Terry Pratchett, Night Watch
Them as can do has to do for them as can't. And someone has to speak up for them as has no voices.
Terry Pratchett, The Wee Free Men
I have a terrible habit that gets me into trouble, and that's sitting down and just typing things out. On Stack Exchange, that usually ends up in the question box or the chat rooms, and sometimes the answer field. I almost never bother to proofread; I just type as I think of the words and then I see what comes out.
When the concept of a strike is being tossed around, and there are several different issues on the table, it's helpful to clarify what exactly the issue is and what the messaging around this is going to be like. With that in mind, I sat down for ten minutes and typed out a short summary of the issues that were simmering in the Teachers' Lounge and tossed it in a GitHub Gist. I figured it would help folks figure out what to organize around and make sure everyone was on the same page.
Around that time, strike discussions moved to an unofficial Stack Exchange Discord, where I happen to have been a moderator on the server since 2019. Not everything could be discussed there, since some things were mod-only, but the strike organization channels were dug out of retirement and the gears started to turn.
A little while later, we got an update in mod spaces that the second shoe had been delayed but that the other primary reason for striking (the AI policy) was still in force. I then performed a quick edit of my writeup, to remove the references to the second shoe, and tossed it in the Discord channel, half-expecting someone to take it and run with it, to turn it into something usable.
But then, someone made some suggestions, and someone pointed out a wording change, and this should be restructured, and.... I found myself writing, editing, gathering feedback, and then continuing to revise what would be become the open strike letter. Someone offered to host it, we dug up and polished the open letter software from 2019, and voila we had a live letter.
But of course, you can't have a strike without an introductory post on Meta.SE explaining what's going on, with more context than we want to put in the letter... and I found myself typing that out as well, with other people contributing sections and suggestions.
So then, when Stack Exchange, Inc. requested that the community select three moderator representatives for negotiations, I held off. I wanted to see who else would step up, and there were a bunch of good candidates. I was also funneling messages from SE to the community through Discord, so I didn't plan on stepping up to be even more involved.

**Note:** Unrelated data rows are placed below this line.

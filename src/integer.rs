use std::cmp::{self, Ordering};
use std::convert::TryFrom;
use std::fmt::{self, Debug, Display, LowerHex, UpperHex};

#[derive(Copy, Clone, Debug, PartialEq, Eq)]
pub(crate) enum IntPriv {
    /// Always non-negative.
    PosInt(u64),
    /// Always negative.
    NegInt(i64),
}

/// A signed-or-unsigned msgpack integer.
///
/// The wire format has separate tag families for positive and negative
/// values, each with its own width range, so this holds either a `u64` or
/// an `i64` internally rather than forcing everything through `i64` and
/// losing the top bit of `u64::MAX`.
#[derive(Copy, Clone, PartialEq, Eq, Hash)]
pub struct Integer {
    n: IntPriv,
}

impl Integer {
    /// Minimum possible integer that can be represented. Equivalent to
    /// `i64::MIN`.
    pub fn min_value() -> Integer {
        Integer {
            n: IntPriv::NegInt(i64::MIN),
        }
    }

    /// Maximum possible integer that can be represented. Equivalent to
    /// `u64::MAX`.
    pub fn max_value() -> Integer {
        Integer {
            n: IntPriv::PosInt(u64::MAX),
        }
    }

    /// Returns `true` if the integer can be represented as `i64`.
    #[inline]
    pub fn is_i64(&self) -> bool {
        match self.n {
            IntPriv::PosInt(n) => n <= i64::MAX as u64,
            IntPriv::NegInt(..) => true,
        }
    }

    /// Returns `true` if the integer can be represented as `u64`.
    #[inline]
    pub fn is_u64(&self) -> bool {
        matches!(self.n, IntPriv::PosInt(..))
    }

    /// Returns the integer as `i64` if it fits, or else `None`.
    #[inline]
    pub fn as_i64(&self) -> Option<i64> {
        match self.n {
            IntPriv::PosInt(n) => i64::try_from(n).ok(),
            IntPriv::NegInt(n) => Some(n),
        }
    }

    /// Returns the integer as `u64` if it fits, or else `None`.
    #[inline]
    pub fn as_u64(&self) -> Option<u64> {
        match self.n {
            IntPriv::PosInt(n) => Some(n),
            IntPriv::NegInt(n) => u64::try_from(n).ok(),
        }
    }

    /// Returns the integer as `f64`. This is always possible, though
    /// values outside `f64`'s 53-bit mantissa lose precision.
    #[inline]
    pub fn as_f64(&self) -> f64 {
        match self.n {
            IntPriv::PosInt(n) => n as f64,
            IntPriv::NegInt(n) => n as f64,
        }
    }

    /// Casts the value to `u64` bit-for-bit, with no range check.
    #[inline]
    pub fn as_bits(&self) -> u64 {
        match self.n {
            IntPriv::PosInt(n) => n,
            IntPriv::NegInt(n) => n as u64,
        }
    }

    pub(crate) fn repr(&self) -> IntPriv {
        self.n
    }

    pub(crate) fn from_parts(n: IntPriv) -> Self {
        Integer { n }
    }
}

impl Default for Integer {
    fn default() -> Self {
        Self {
            n: IntPriv::PosInt(0),
        }
    }
}

impl cmp::Ord for Integer {
    fn cmp(&self, other: &Integer) -> Ordering {
        match (self.n, other.n) {
            (IntPriv::NegInt(lhs), IntPriv::NegInt(rhs)) => lhs.cmp(&rhs),
            (IntPriv::NegInt(_), IntPriv::PosInt(_)) => Ordering::Less,
            (IntPriv::PosInt(_), IntPriv::NegInt(_)) => Ordering::Greater,
            (IntPriv::PosInt(lhs), IntPriv::PosInt(rhs)) => lhs.cmp(&rhs),
        }
    }
}

impl cmp::PartialOrd for Integer {
    fn partial_cmp(&self, other: &Integer) -> Option<Ordering> {
        Some(self.cmp(other))
    }
}

impl Debug for Integer {
    fn fmt(&self, fmt: &mut fmt::Formatter) -> fmt::Result {
        Debug::fmt(&self.n, fmt)
    }
}

impl Display for Integer {
    fn fmt(&self, fmt: &mut fmt::Formatter) -> fmt::Result {
        match self.n {
            IntPriv::PosInt(v) => Display::fmt(&v, fmt),
            IntPriv::NegInt(v) => Display::fmt(&v, fmt),
        }
    }
}

impl UpperHex for Integer {
    fn fmt(&self, fmt: &mut fmt::Formatter) -> fmt::Result {
        UpperHex::fmt(&self.as_bits(), fmt)
    }
}

impl LowerHex for Integer {
    fn fmt(&self, fmt: &mut fmt::Formatter) -> fmt::Result {
        LowerHex::fmt(&self.as_bits(), fmt)
    }
}

macro_rules! impl_from_unsigned {
    ($t: ty) => {
        impl From<$t> for Integer {
            fn from(n: $t) -> Self {
                Integer {
                    n: IntPriv::PosInt(n as u64),
                }
            }
        }
    };
}

macro_rules! impl_from_signed {
    ($t: ty) => {
        impl From<$t> for Integer {
            fn from(n: $t) -> Self {
                if n < 0 {
                    Integer {
                        n: IntPriv::NegInt(n as i64),
                    }
                } else {
                    Integer {
                        n: IntPriv::PosInt(n as u64),
                    }
                }
            }
        }
    };
}

impl_from_unsigned!(u8);
impl_from_unsigned!(u16);
impl_from_unsigned!(u32);
impl_from_unsigned!(u64);
impl_from_unsigned!(usize);
impl_from_signed!(i8);
impl_from_signed!(i16);
impl_from_signed!(i32);
impl_from_signed!(i64);
impl_from_signed!(isize);

macro_rules! impl_try_from {
    ($t: ty) => {
        impl TryFrom<Integer> for $t {
            type Error = Integer;
            fn try_from(v: Integer) -> Result<Self, Self::Error> {
                match v.n {
                    IntPriv::PosInt(n) => TryFrom::try_from(n).map_err(|_| v),
                    IntPriv::NegInt(n) => TryFrom::try_from(n).map_err(|_| v),
                }
            }
        }
    };
}

impl_try_from!(u8);
impl_try_from!(u16);
impl_try_from!(u32);
impl_try_from!(u64);
impl_try_from!(usize);
impl_try_from!(i8);
impl_try_from!(i16);
impl_try_from!(i32);
impl_try_from!(i64);
impl_try_from!(isize);

#[cfg(test)]
mod tests {
    use super::*;

    #[test]
    fn signed_unsigned_boundary() {
        assert!(Integer::from(-1i64).is_i64());
        assert!(!Integer::from(-1i64).is_u64());
        assert!(Integer::from(u64::MAX).is_u64());
        assert!(!Integer::from(u64::MAX).is_i64());
    }

    #[test]
    fn ordering_crosses_the_sign_boundary() {
        assert!(Integer::from(-1i64) < Integer::from(0u64));
        assert!(Integer::from(0u64) < Integer::from(u64::MAX));
        assert!(Integer::min_value() < Integer::max_value());
    }

    #[test]
    fn as_f64_never_fails() {
        assert_eq!(Integer::from(-5i64).as_f64(), -5.0);
        assert_eq!(Integer::from(5u64).as_f64(), 5.0);
    }
}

Enough people asked me if I was going to throw my hat in the ring, though, that at almost the last minute I decided to just go for it and see how the votes came out. I was very familiar with the strike issues, as well as already in contact with the company, so I figured what the heck.
The rest is history; I was voted into the position with two others, we sat at the negotiation table, and didn't walk out until we had a satisfactory resolution in hand. It was a few weeks of very late nights, lots of typing and arguing, and lots of discussions about Stack Exchange.
Despite being disappointed that this had to happen in the first place, I'm happy that we were able to reach an agreement on so many different issues, including long-standing friction points, and a thank you is wholeheartedly deserved to the other representatives - from both sides of the table. Several people involved are/were dealing with situations in meatspace, including Philippe, and those people continued to engage in negotiations and work for the good of the community.
It was overall quite the experience, and I'm very glad that it's now over.